THE sudden death of Pope Francis hit the headlines all around the world. It was just the day after the very climax of the Christian year, Easter Day, when Christians all around the world commemorate and celebrate the rising from death of Jesus Christ just three days after his very public execution. I think that’s exactly when Francis wanted to go.

The Pope leads the largest Christian denomination in the world, Roman Catholicism, with a global membership of about one-and-a-half billion. The position has continued with ups and downs since the earliest days of Christianity when the disciple of Jesus, Peter, went to Rome in the first century.

The Pope took the name of “Francis” as he clearly identified with St Francis of Assisi, the famous Italian saint of the 12th/13th century who loved nature and every creature in it.

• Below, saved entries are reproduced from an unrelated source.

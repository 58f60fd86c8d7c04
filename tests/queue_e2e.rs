#![allow(missing_docs)]
//! End-to-end scenario for the bounded blocking queue: two producers and
//! three consumers over a capacity-2 queue, with conservation and
//! per-producer FIFO checks.

use interlock::queue::BoundedQueue;
use interlock::test_utils::init_test_logging;
use std::collections::HashSet;
use std::sync::{Arc, Mutex};
use std::thread;

const PRODUCERS: usize = 2;
const ITEMS_PER_PRODUCER: usize = 9;
const CONSUMERS: usize = 3;
const ITEMS_PER_CONSUMER: usize = PRODUCERS * ITEMS_PER_PRODUCER / CONSUMERS;

/// S3 — capacity 2, 2 producers × 9 items, 3 consumers × 6 items. After
/// all threads join: 18 items consumed, each exactly once, queue empty.
#[test]
fn producers_and_consumers_conserve_items() {
    init_test_logging();

    let queue = Arc::new(BoundedQueue::new(2));
    let consumed = Arc::new(Mutex::new(Vec::new()));

    let producers: Vec<_> = (0..PRODUCERS)
        .map(|p| {
            let queue = Arc::clone(&queue);
            thread::spawn(move || {
                for i in 0..ITEMS_PER_PRODUCER {
                    // Encode producer identity and sequence in the item.
                    queue.produce((p + 1) * 1000 + i);
                }
            })
        })
        .collect();

    let consumers: Vec<_> = (0..CONSUMERS)
        .map(|_| {
            let queue = Arc::clone(&queue);
            let consumed = Arc::clone(&consumed);
            thread::spawn(move || {
                for _ in 0..ITEMS_PER_CONSUMER {
                    let item = queue.consume();
                    consumed.lock().unwrap().push(item);
                }
            })
        })
        .collect();

    for producer in producers {
        producer.join().unwrap();
    }
    for consumer in consumers {
        consumer.join().unwrap();
    }

    let consumed = consumed.lock().unwrap();
    assert_eq!(consumed.len(), PRODUCERS * ITEMS_PER_PRODUCER);
    assert!(queue.is_empty());

    // Every produced item was consumed exactly once.
    let unique: HashSet<usize> = consumed.iter().copied().collect();
    assert_eq!(unique.len(), consumed.len());
    for p in 0..PRODUCERS {
        for i in 0..ITEMS_PER_PRODUCER {
            assert!(unique.contains(&((p + 1) * 1000 + i)));
        }
    }
}

/// With a single consumer, each producer's items come out in the order
/// that producer pushed them.
#[test]
fn per_producer_order_is_preserved() {
    init_test_logging();

    let queue = Arc::new(BoundedQueue::new(2));
    let producers: Vec<_> = (0..PRODUCERS)
        .map(|p| {
            let queue = Arc::clone(&queue);
            thread::spawn(move || {
                for i in 0..ITEMS_PER_PRODUCER {
                    queue.produce((p + 1) * 1000 + i);
                }
            })
        })
        .collect();

    let mut seen: Vec<usize> = Vec::new();
    for _ in 0..PRODUCERS * ITEMS_PER_PRODUCER {
        seen.push(queue.consume());
    }
    for producer in producers {
        producer.join().unwrap();
    }

    for p in 0..PRODUCERS {
        let tag = (p + 1) * 1000;
        let from_p: Vec<usize> = seen
            .iter()
            .copied()
            .filter(|item| (tag..tag + 1000).contains(item))
            .collect();
        let mut sorted = from_p.clone();
        sorted.sort_unstable();
        assert_eq!(from_p, sorted, "producer {p} items reordered");
    }
    assert!(queue.is_empty());
}
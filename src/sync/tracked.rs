//! Instrumented mutex that feeds acquire/wait/release events into a
//! [`WaitGraph`].
//!
//! The protocol per acquisition:
//!
//! 1. register a wait edge,
//! 2. block on the underlying mutex,
//! 3. atomically clear the wait edge and record the hold
//!    ([`WaitGraph::record_acquired`]).
//!
//! The returned guard removes the hold edge when dropped, before the
//! mutex itself is released. Because release rides on the guard's
//! destructor, it runs on every exit path from the enclosing scope,
//! panics included.

use super::graph::{LockId, WaitGraph};
use std::fmt;
use std::ops::{Deref, DerefMut};
use std::sync::{Arc, Mutex, MutexGuard};

/// A mutex wrapper whose acquisitions and releases are visible to a
/// shared [`WaitGraph`] for deadlock detection.
///
/// # Example
///
/// ```
/// use interlock::sync::{TrackedMutex, WaitGraph};
/// use std::sync::Arc;
///
/// let graph = Arc::new(WaitGraph::new());
/// let lock = TrackedMutex::new(Arc::clone(&graph), 0_u32);
///
/// let mut guard = lock.lock();
/// *guard += 1;
/// drop(guard); // hold edge removed, mutex released
/// assert!(!graph.has_deadlock());
/// ```
pub struct TrackedMutex<T> {
    id: LockId,
    graph: Arc<WaitGraph>,
    inner: Mutex<T>,
}

impl<T> TrackedMutex<T> {
    /// Creates a tracked mutex protecting `value`, reporting to `graph`.
    #[must_use]
    pub fn new(graph: Arc<WaitGraph>, value: T) -> Self {
        Self {
            id: LockId::next(),
            graph,
            inner: Mutex::new(value),
        }
    }

    /// Returns this lock's identity within its graph.
    #[must_use]
    pub const fn id(&self) -> LockId {
        self.id
    }

    /// Returns the wait-for graph this lock reports to.
    #[must_use]
    pub const fn graph(&self) -> &Arc<WaitGraph> {
        &self.graph
    }

    /// Acquires the lock, blocking while it is contended.
    ///
    /// The wait edge is registered before blocking, so a concurrent
    /// [`WaitGraph::has_deadlock`] sweep observes this thread as waiting
    /// for the full duration of the block.
    pub fn lock(&self) -> TrackedGuard<'_, T> {
        self.graph.register_wait(self.id);
        let inner = self.inner.lock().expect("tracked mutex poisoned");
        self.graph.record_acquired(self.id);
        TrackedGuard { lock: self, inner }
    }

    /// Attempts to acquire the lock without blocking.
    ///
    /// The transient wait edge is cleared on failure.
    pub fn try_lock(&self) -> Option<TrackedGuard<'_, T>> {
        self.graph.register_wait(self.id);
        match self.inner.try_lock() {
            Ok(inner) => {
                self.graph.record_acquired(self.id);
                Some(TrackedGuard { lock: self, inner })
            }
            Err(_) => {
                self.graph.stop_wait(self.id);
                None
            }
        }
    }
}

impl<T: fmt::Debug> fmt::Debug for TrackedMutex<T> {
    fn fmt(&self, f: &mut fmt::Formatter<'_>) -> fmt::Result {
        f.debug_struct("TrackedMutex")
            .field("id", &self.id)
            .field("inner", &self.inner)
            .finish()
    }
}

/// RAII guard for a [`TrackedMutex`].
///
/// Drop order matters: the hold edge is removed first, then the
/// underlying mutex guard (a field) is released, so the graph never
/// shows a hold on an already-released mutex.
pub struct TrackedGuard<'a, T> {
    lock: &'a TrackedMutex<T>,
    inner: MutexGuard<'a, T>,
}

impl<T> Deref for TrackedGuard<'_, T> {
    type Target = T;

    fn deref(&self) -> &T {
        &self.inner
    }
}

impl<T> DerefMut for TrackedGuard<'_, T> {
    fn deref_mut(&mut self) -> &mut T {
        &mut self.inner
    }
}

impl<T> Drop for TrackedGuard<'_, T> {
    fn drop(&mut self) {
        self.lock.graph.release_hold(self.lock.id);
    }
}

impl<T: fmt::Debug> fmt::Debug for TrackedGuard<'_, T> {
    fn fmt(&self, f: &mut fmt::Formatter<'_>) -> fmt::Result {
        f.debug_struct("TrackedGuard")
            .field("id", &self.lock.id)
            .field("value", &*self.inner)
            .finish()
    }
}

#[cfg(test)]
mod tests {
    use super::*;
    use std::sync::mpsc;
    use std::thread;

    #[test]
    fn lock_records_hold_and_drop_clears_it() {
        let graph = Arc::new(WaitGraph::new());
        let lock = TrackedMutex::new(Arc::clone(&graph), ());

        let guard = lock.lock();
        assert_eq!(graph.holding_threads(), 1);
        assert_eq!(graph.waiting_threads(), 0);
        drop(guard);
        assert_eq!(graph.holding_threads(), 0);
    }

    #[test]
    fn try_lock_failure_leaves_no_edges() {
        let graph = Arc::new(WaitGraph::new());
        let lock = Arc::new(TrackedMutex::new(Arc::clone(&graph), ()));

        let guard = lock.lock();
        let lock2 = Arc::clone(&lock);
        let graph2 = Arc::clone(&graph);
        thread::spawn(move || {
            assert!(lock2.try_lock().is_none());
            assert_eq!(graph2.waiting_threads(), 0);
        })
        .join()
        .unwrap();
        drop(guard);
    }

    #[test]
    fn guard_gives_access_to_value() {
        let graph = Arc::new(WaitGraph::new());
        let lock = TrackedMutex::new(graph, vec![1, 2]);
        lock.lock().push(3);
        assert_eq!(*lock.lock(), vec![1, 2, 3]);
    }

    #[test]
    fn contended_lock_shows_as_waiting() {
        let graph = Arc::new(WaitGraph::new());
        let lock = Arc::new(TrackedMutex::new(Arc::clone(&graph), ()));

        let guard = lock.lock();
        let (started_tx, started_rx) = mpsc::channel::<()>();
        let waiter = {
            let lock = Arc::clone(&lock);
            thread::spawn(move || {
                started_tx.send(()).unwrap();
                let _guard = lock.lock();
            })
        };

        started_rx.recv().unwrap();
        // Poll until the waiter has blocked and its wait edge is visible.
        let mut waiting = false;
        for _ in 0..100 {
            if graph.waiting_threads() == 1 {
                waiting = true;
                break;
            }
            thread::sleep(std::time::Duration::from_millis(5));
        }
        assert!(waiting, "blocked acquirer never registered a wait edge");

        drop(guard);
        waiter.join().unwrap();
        assert_eq!(graph.holding_threads(), 0);
        assert_eq!(graph.waiting_threads(), 0);
    }

    #[test]
    fn distinct_locks_get_distinct_ids() {
        let graph = Arc::new(WaitGraph::new());
        let a = TrackedMutex::new(Arc::clone(&graph), ());
        let b = TrackedMutex::new(graph, ());
        assert_ne!(a.id(), b.id());
    }
}
impl<T> TaskHandle<T> {
    /// Requests cancellation.
    ///
    /// Effective only if observed before a worker pops the task; a
    /// running task is never interrupted.
    pub fn cancel(&self) {
        self.cancel.store(true, Ordering::Release);
    }

    /// Returns `true` if cancellation has been requested.
    #[must_use]
    pub fn is_cancelled(&self) -> bool {
        self.cancel.load(Ordering::Acquire)
    }

    /// Returns `true` once the task has reached a terminal outcome.
    #[must_use]
    pub fn is_finished(&self) -> bool {
        self.slot.done.load(Ordering::Acquire)
    }

    /// Blocks until the task reaches a terminal outcome.
    pub fn wait(&self) {
        self.slot.wait();
    }

    /// Blocks until the task resolves or `timeout` elapses.
    ///
    /// Returns `true` if the task resolved in time.
    #[must_use]
    pub fn wait_timeout(&self, timeout: Duration) -> bool {
        self.slot.wait_timeout(timeout)
    }

    /// Blocks until the task resolves and returns its outcome.
    pub fn join(self) -> Result<T, TaskError> {
        self.slot.wait();
        self.slot
            .result
            .lock()
            .expect("task slot poisoned")
            .take()
            .expect("task resolved exactly once")
    }
}

impl<T> fmt::Debug for TaskHandle<T> {
    fn fmt(&self, f: &mut fmt::Formatter<'_>) -> fmt::Result {
        f.debug_struct("TaskHandle")
            .field("finished", &self.is_finished())
            .field("cancelled", &self.is_cancelled())
            .finish()
    }
}

/// What the worker decided to do with the task it popped.
enum Disposition {
    Run,
    TimedOut,
    Cancelled,
}

/// How an executed task ended, for counter accounting.
enum RunStatus {
    Completed,
    Failed,
}

/// Type-erased submitted task. The typed result slot hides behind the
/// trait so the queue can hold heterogeneous return types.
trait ErasedTask: Send {
    fn run(self: Box<Self>) -> RunStatus;
    fn resolve_timed_out(self: Box<Self>);
    fn resolve_cancelled(self: Box<Self>);
}

struct TypedTask<T, F> {
    f: F,
    slot: Arc<TaskSlot<T>>,
}

impl<T, F> ErasedTask for TypedTask<T, F>
where
    T: Send + 'static,
    F: FnOnce() -> T + Send + 'static,
{
    fn run(self: Box<Self>) -> RunStatus {
        let Self { f, slot } = *self;
        match catch_unwind(AssertUnwindSafe(f)) {
            Ok(value) => {
                slot.resolve(Ok(value));
                RunStatus::Completed
            }
            Err(payload) => {
                let message = panic_message(payload.as_ref());
                tracing::warn!(%message, "pool task panicked");
                slot.resolve(Err(TaskError::Failed(message)));
                RunStatus::Failed
            }
        }
    }

    fn resolve_timed_out(self: Box<Self>) {
        self.slot.resolve(Err(TaskError::TimedOut));
    }

    fn resolve_cancelled(self: Box<Self>) {
        self.slot.resolve(Err(TaskError::Cancelled));
    }
}

fn panic_message(payload: &(dyn Any + Send)) -> String {
    payload
        .downcast_ref::<&str>()
        .map(|s| (*s).to_owned())
        .or_else(|| payload.downcast_ref::<String>().cloned())
        .unwrap_or_else(|| "opaque panic payload".to_owned())
}

/// A queued task: callable, priority, absolute deadline, cancellation
/// flag, and a submission sequence number for FIFO tie-breaking.
struct QueuedTask {
    priority: i32,
    seq: u64,
    deadline: Instant,
    cancel: Arc<AtomicBool>,
    payload: Box<dyn ErasedTask>,
}

impl PartialEq for QueuedTask {
    fn eq(&self, other: &Self) -> bool {
        self.priority == other.priority && self.seq == other.seq
    }
}

impl Eq for QueuedTask {}

impl PartialOrd for QueuedTask {
    fn partial_cmp(&self, other: &Self) -> Option<std::cmp::Ordering> {
        Some(self.cmp(other))
    }
}

impl Ord for QueuedTask {
    fn cmp(&self, other: &Self) -> std::cmp::Ordering {
        // Max-heap: higher priority first, then earlier submission.
        self.priority
            .cmp(&other.priority)
            .then_with(|| other.seq.cmp(&self.seq))
    }
}

struct PoolInner {
    queue: Mutex<BinaryHeap<QueuedTask>>,
    task_ready: Condvar,
    stop: AtomicBool,
    next_seq: AtomicU64,
    active: AtomicUsize,
    completed: AtomicU64,
    failed: AtomicU64,
    timed_out: AtomicU64,
    cancelled: AtomicU64,
}

/// Fixed-size priority worker pool.
///
/// # Example
///
/// ```
/// use interlock::pool::PriorityPool;
/// use std::time::Duration;
///
/// let pool = PriorityPool::new(2);
/// let handle = pool
///     .submit(5, Duration::from_secs(1), || 2 + 2)
///     .unwrap();
/// assert_eq!(handle.join().unwrap(), 4);
/// ```
pub struct PriorityPool {
    inner: Arc<PoolInner>,
    workers: Mutex<Vec<JoinHandle<()>>>,
    worker_count: usize,
}

impl PriorityPool {
    /// Spawns a pool with `worker_count` workers.
    ///
    /// # Panics
    ///
    /// Panics if `worker_count` is zero.
    #[must_use]
    pub fn new(worker_count: usize) -> Self {
        assert!(worker_count >= 1, "worker_count must be at least 1");

        let inner = Arc::new(PoolInner {
            queue: Mutex::new(BinaryHeap::new()),
            task_ready: Condvar::new(),
            stop: AtomicBool::new(false),
            next_seq: AtomicU64::new(0),
            active: AtomicUsize::new(0),
            completed: AtomicU64::new(0),
            failed: AtomicU64::new(0),
            timed_out: AtomicU64::new(0),
            cancelled: AtomicU64::new(0),
        });

        let workers = (0..worker_count)
            .map(|i| {
                let inner = Arc::clone(&inner);
                thread::Builder::new()
                    .name(format!("interlock-worker-{i}"))
                    .spawn(move || worker_loop(&inner))
                    .expect("failed to spawn pool worker")
            })
            .collect();

        Self {
            inner,
            workers: Mutex::new(workers),
            worker_count,
        }
    }

    /// Returns the number of workers the pool was created with.
    #[must_use]
    pub const fn worker_count(&self) -> usize {
        self.worker_count
    }

    /// Enqueues `f` with the given priority and a deadline of
    /// now + `timeout`.
    ///
    /// Higher priorities are popped first; within a priority, earlier
    /// submissions win. Fails with [`SubmitError::Stopped`] once shutdown
    /// has begun. Submission never blocks.
    pub fn submit<T, F>(
        &self,
        priority: i32,
        timeout: Duration,
        f: F,
    ) -> Result<TaskHandle<T>, SubmitError>
    where
        T: Send + 'static,
        F: FnOnce() -> T + Send + 'static,
    {
        let now = Instant::now();
        let deadline = now
            .checked_add(timeout)
            .unwrap_or_else(|| now + Duration::from_secs(60 * 60 * 24 * 365));

        let slot = Arc::new(TaskSlot::new());
        let cancel = Arc::new(AtomicBool::new(false));
        let task = QueuedTask {
            priority,
            seq: self.inner.next_seq.fetch_add(1, Ordering::Relaxed),
            deadline,
            cancel: Arc::clone(&cancel),
            payload: Box::new(TypedTask {
                f,
                slot: Arc::clone(&slot),
            }),
        };

        {
            let mut queue = self.inner.queue.lock().expect("pool queue poisoned");
            if self.inner.stop.load(Ordering::Acquire) {
                return Err(SubmitError::Stopped);
            }
            queue.push(task);
        }
        self.inner.task_ready.notify_one();

        Ok(TaskHandle { slot, cancel })
    }

    /// Returns the queue length.
    #[must_use]
    pub fn pending(&self) -> usize {
        self.inner.queue.lock().expect("pool queue poisoned").len()
    }

    /// Returns a statistics snapshot.
    #[must_use]
    pub fn stats(&self) -> PoolStats {
        PoolStats {
            active: self.inner.active.load(Ordering::Acquire),
            completed: self.inner.completed.load(Ordering::Relaxed),
            failed: self.inner.failed.load(Ordering::Relaxed),
            timed_out: self.inner.timed_out.load(Ordering::Relaxed),
            cancelled: self.inner.cancelled.load(Ordering::Relaxed),
            pending: self.pending(),
        }
    }

    /// Polls coarsely until the pool is idle (`pending == 0` and
    /// `active == 0`) or `timeout` elapses.
    ///
    /// Returns `true` if the pool went idle in time.
    #[must_use]
    pub fn wait_all(&self, timeout: Duration) -> bool {
        let deadline = Instant::now() + timeout;
        while self.pending() > 0 || self.inner.active.load(Ordering::Acquire) > 0 {
            if Instant::now() >= deadline {
                return false;
            }
            thread::sleep(WAIT_ALL_POLL);
        }
        true
    }

    /// Stops the pool: no further submissions are accepted, workers
    /// drain the remaining backlog and terminate, and this call joins
    /// them. Idempotent.
    pub fn shutdown(&self) {
        {
            let _queue = self.inner.queue.lock().expect("pool queue poisoned");
            self.inner.stop.store(true, Ordering::Release);
        }
        self.inner.task_ready.notify_all();

        let mut workers = self.workers.lock().expect("pool workers poisoned");
        for worker in workers.drain(..) {
            let _ = worker.join();
        }
        tracing::debug!("pool shut down");
    }
}

impl Drop for PriorityPool {
    fn drop(&mut self) {
        self.shutdown();
    }
}

impl fmt::Debug for PriorityPool {
    fn fmt(&self, f: &mut fmt::Formatter<'_>) -> fmt::Result {
        f.debug_struct("PriorityPool")
            .field("worker_count", &self.worker_count)
            .field("pending", &self.pending())
            .field("stopped", &self.inner.stop.load(Ordering::Acquire))
            .finish()
    }
}

fn worker_loop(inner: &Arc<PoolInner>) {
    tracing::trace!("pool worker started");
    loop {
        let guard = inner.queue.lock().expect("pool queue poisoned");
        let mut queue = inner
            .task_ready
            .wait_while(guard, |queue| {
                !inner.stop.load(Ordering::Acquire) && queue.is_empty()
            })
            .expect("pool queue poisoned");

        if queue.is_empty() {
            // Stop requested and backlog drained.
            break;
        }

        let now = Instant::now();
        let disposition = {
            let top = queue.peek().expect("non-empty after wait");
            if top.deadline <= now {
                Disposition::TimedOut
            } else if top.cancel.load(Ordering::Acquire) {
                Disposition::Cancelled
            } else {
                Disposition::Run
            }
        };
        let task = queue.pop().expect("non-empty after wait");

        match disposition {
            Disposition::TimedOut => {
                drop(queue);
                inner.timed_out.fetch_add(1, Ordering::Relaxed);
                tracing::debug!(seq = task.seq, "task deadline passed before start");
                task.payload.resolve_timed_out();
            }
            Disposition::Cancelled => {
                drop(queue);
                inner.cancelled.fetch_add(1, Ordering::Relaxed);
                tracing::debug!(seq = task.seq, "task cancelled before start");
                task.payload.resolve_cancelled();
            }
            Disposition::Run => {
                // Claim the task while still holding the queue lock so a
                // concurrent wait_all cannot observe it as neither
                // pending nor active.
                inner.active.fetch_add(1, Ordering::SeqCst);
                drop(queue);
                match task.payload.run() {
                    RunStatus::Completed => {
                        inner.completed.fetch_add(1, Ordering::Relaxed);
                    }
                    RunStatus::Failed => {
                        inner.failed.fetch_add(1, Ordering::Relaxed);
                    }
                }
                inner.active.fetch_sub(1, Ordering::SeqCst);
            }
        }
    }
    tracing::trace!("pool worker exiting");
}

Today, the Order of St Francis continues around the world, including the UK, with the First Order (male), Second Order of St Clare (female) and the Third Order known as “Tertiaries” who endeavour to lead simpler lives as personified by St Francis. There is a happy band of them here in Cornwall!

One of Pope Francis’ earliest encyclicals was “Laudate Si” in 2015. Earlier that year, he had visited the Philippines to comfort survivors of one of the strongest ever recorded tropical cyclones, Typhoon Haiyan, which had killed more than 7,300 people and displaced about five million more.

I was in Rome in 2015 and to see beautiful trees in so many churches made a big impression. His encyclical highlighted the dangers of a changing climate to all life on earth due to human activity. He had to speak out. He saw environmental and climate issues as moral concerns.

Wendy Earl,

Lay Reader, Parish of St Mewan.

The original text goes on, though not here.